Search Privacy Violations, Breaches and Complaints
This database was last updated in December 2015 ago and should only be used as a historical snapshot. More recent data on breaches affecting 500 or more people is available at the U.S. Department of Health and Human Services’ Breach Portal.
VA Mid South Healthcare Network (VISN 9)
Mentioned in a privacy incident report created by the U.S. Department of Veterans Affairs on August 4, 2011. Also cited in 328 other reports.

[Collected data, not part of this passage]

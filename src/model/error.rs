//! Error types for claude-code-cli.
//!
//! This module defines the error taxonomy using `thiserror`. Errors compose
//! via `?` and `From` conversions up to [`AppError`], which `main` turns into
//! a message on stderr and a non-zero exit code.
//!
//! # Error Hierarchy
//!
//! - [`AppError`] - Top-level error wrapping every fatal failure
//!   - [`ConfigError`] - Config file read/parse failures
//!   - [`LoggingError`] - Tracing subscriber setup failures
//!   - [`CommandError`] - A command could not complete
//!     - [`SdkError`] - The agent session failed (spawn, I/O, non-zero exit)
//!
//! # Non-fatal errors
//!
//! - [`ParseError`] - a malformed protocol line is logged and skipped.
//! - Tool failures become error-flagged tool results (see `tools`).
//! - Telemetry delivery failures are logged with `warn!` (see `telemetry`).

use crate::config::ConfigError;
use crate::logging::LoggingError;
use crate::model::InvocationId;
use std::path::PathBuf;
use thiserror::Error;

/// Top-level application error.
#[derive(Debug, Error)]
pub enum AppError {
    /// Configuration could not be loaded.
    #[error("Configuration error: {0}")]
    Config(#[from] ConfigError),

    /// Logging could not be initialised.
    #[error("Logging error: {0}")]
    Logging(#[from] LoggingError),

    /// The selected command failed.
    #[error(transparent)]
    Command(#[from] CommandError),
}

/// Failure of a `query` or `demo-tools` run.
#[derive(Debug, Error)]
pub enum CommandError {
    /// The agent session could not be started or broke down mid-stream.
    #[error(transparent)]
    Sdk(#[from] SdkError),

    /// The agent finished but reported failure in its result summary.
    #[error("Agent run failed ({subtype}): {message}")]
    AgentFailed {
        /// Result subtype, e.g. `error_max_turns`.
        subtype: String,
        /// Result text or a generic description.
        message: String,
    },

    /// Rendering to stdout failed.
    #[error("Failed to write output: {0}")]
    Output(#[from] std::io::Error),
}

/// Errors raised by the agent SDK boundary.
///
/// These are surfaced to the user verbatim and never retried.
#[derive(Debug, Error)]
pub enum SdkError {
    /// `ANTHROPIC_API_KEY` is not exported.
    #[error("ANTHROPIC_API_KEY is not set. Export your Claude API key before running.")]
    MissingApiKey,

    /// The `claude` executable could not be started.
    #[error("Failed to start {program:?}: {source}")]
    Spawn {
        /// Program that failed to start.
        program: PathBuf,
        /// The underlying I/O error
        #[source]
        source: std::io::Error,
    },

    /// Reading from or writing to the agent process failed.
    #[error("Agent I/O error: {0}")]
    Io(#[from] std::io::Error),

    /// A control message could not be encoded.
    #[error("Failed to encode control message: {0}")]
    Encode(#[from] serde_json::Error),

    /// The agent process exited unsuccessfully.
    #[error("Claude Code exited with {}: {stderr}", exit_code.map_or_else(|| "a signal".to_string(), |c| format!("status {c}")))]
    ProcessFailed {
        /// Exit status, `None` when terminated by a signal.
        exit_code: Option<i32>,
        /// Captured stderr, trimmed.
        stderr: String,
    },

    /// The session reported an error without a process-level failure.
    #[error("Agent session failed: {0}")]
    Session(String),

    /// An answer was sent for an invocation the session never issued.
    #[error("No pending tool invocation with id {0}")]
    UnknownInvocation(InvocationId),
}

/// Errors encountered when parsing one stream-json line.
///
/// Parse errors are **non-fatal**: the line is logged and skipped.
#[derive(Debug, Error, Clone, PartialEq, Eq)]
pub enum ParseError {
    /// The line is not valid JSON.
    #[error("Invalid JSON at line {line}: {message}")]
    InvalidJson {
        /// The 1-based line number in the stream.
        line: usize,
        /// The JSON parser error message.
        message: String,
    },

    /// A required field is absent or empty.
    #[error("Missing required field '{field}' at line {line}")]
    MissingField {
        /// The 1-based line number in the stream.
        line: usize,
        /// Name of the missing field.
        field: &'static str,
    },
}

#[cfg(test)]
mod tests {
    use super::*;
    use std::io;

    #[test]
    fn parse_error_invalid_json_display() {
        let err = ParseError::InvalidJson {
            line: 42,
            message: "unexpected character '}'".to_string(),
        };
        let msg = err.to_string();
        assert!(msg.contains("Invalid JSON"));
        assert!(msg.contains("line 42"));
        assert!(msg.contains("unexpected character '}'"));
    }

    #[test]
    fn parse_error_missing_field_display() {
        let err = ParseError::MissingField {
            line: 15,
            field: "request_id",
        };
        let msg = err.to_string();
        assert!(msg.contains("'request_id'"));
        assert!(msg.contains("line 15"));
    }

    #[test]
    fn sdk_error_process_failed_mentions_status_and_stderr() {
        let err = SdkError::ProcessFailed {
            exit_code: Some(1),
            stderr: "Invalid API key".to_string(),
        };
        let msg = err.to_string();
        assert!(msg.contains("status 1"));
        assert!(msg.contains("Invalid API key"));

        let signalled = SdkError::ProcessFailed {
            exit_code: None,
            stderr: String::new(),
        };
        assert!(signalled.to_string().contains("a signal"));
    }

    #[test]
    fn command_error_from_sdk_error_is_transparent() {
        let cmd: CommandError = SdkError::Session("authentication_failed".into()).into();
        assert_eq!(cmd.to_string(), "Agent session failed: authentication_failed");
    }

    #[test]
    fn app_error_from_io_through_command_error() {
        let io_err = io::Error::new(io::ErrorKind::BrokenPipe, "pipe broken");
        let cmd: CommandError = io_err.into();
        let app: AppError = cmd.into();
        let msg = app.to_string();
        assert!(msg.contains("Failed to write output"));
        assert!(msg.contains("pipe broken"));
    }

    #[test]
    fn app_error_from_config_error() {
        let err: AppError = ConfigError::InvalidPath("bad".into()).into();
        assert!(err.to_string().starts_with("Configuration error"));
    }
}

Report ID: SPE000000065425, U.S. Department of Veterans Affairs
Reported Entity: VISN 09 Nashville, TN
Issue:
On 07/13/11, the Privacy Officer (PO) at the Nashville campus received a written request from a Veteran/Employee for a Sensitive Access Report (SAR). SAR was provided to the Veteran/Employee. On 07/14/11, the Veteran/Employee reported two employees (his supervisor and a co-worker) accessed his CPRS records inappropriately. On 07/19/11, the Privacy Officer (PO) initiated an investigation and found the accesses were not justified. Specifically: The supervisor had obtained authorization, via VA form 10-5345, to access the Veteran/Employee's CPRS records to determine his ability to return to duty. This is an inappropriate mechanism in that documentation for leave purposes should be submitted voluntarily by the employee and not obtained through a Release of Information (ROI) authorization. Additionally, one access was made after the authorization expired. The co-worker accessed the Veteran/Employee's record as a wellness check as he had been out for two weeks and she was unable to reach him by phone or via social media. The PO will forward findings of investigation to management for appropriate follow-up. Update: 08/04/11: The employee will be sent a letter offering credit protection services.
Outcome:
8/24/11 - Through PO investigation, it was determined the two employees' accession of CPRS records was inappropriate. Both employees will receive a formal counseling which will be included in their six (6) part folder. CM letter mailed.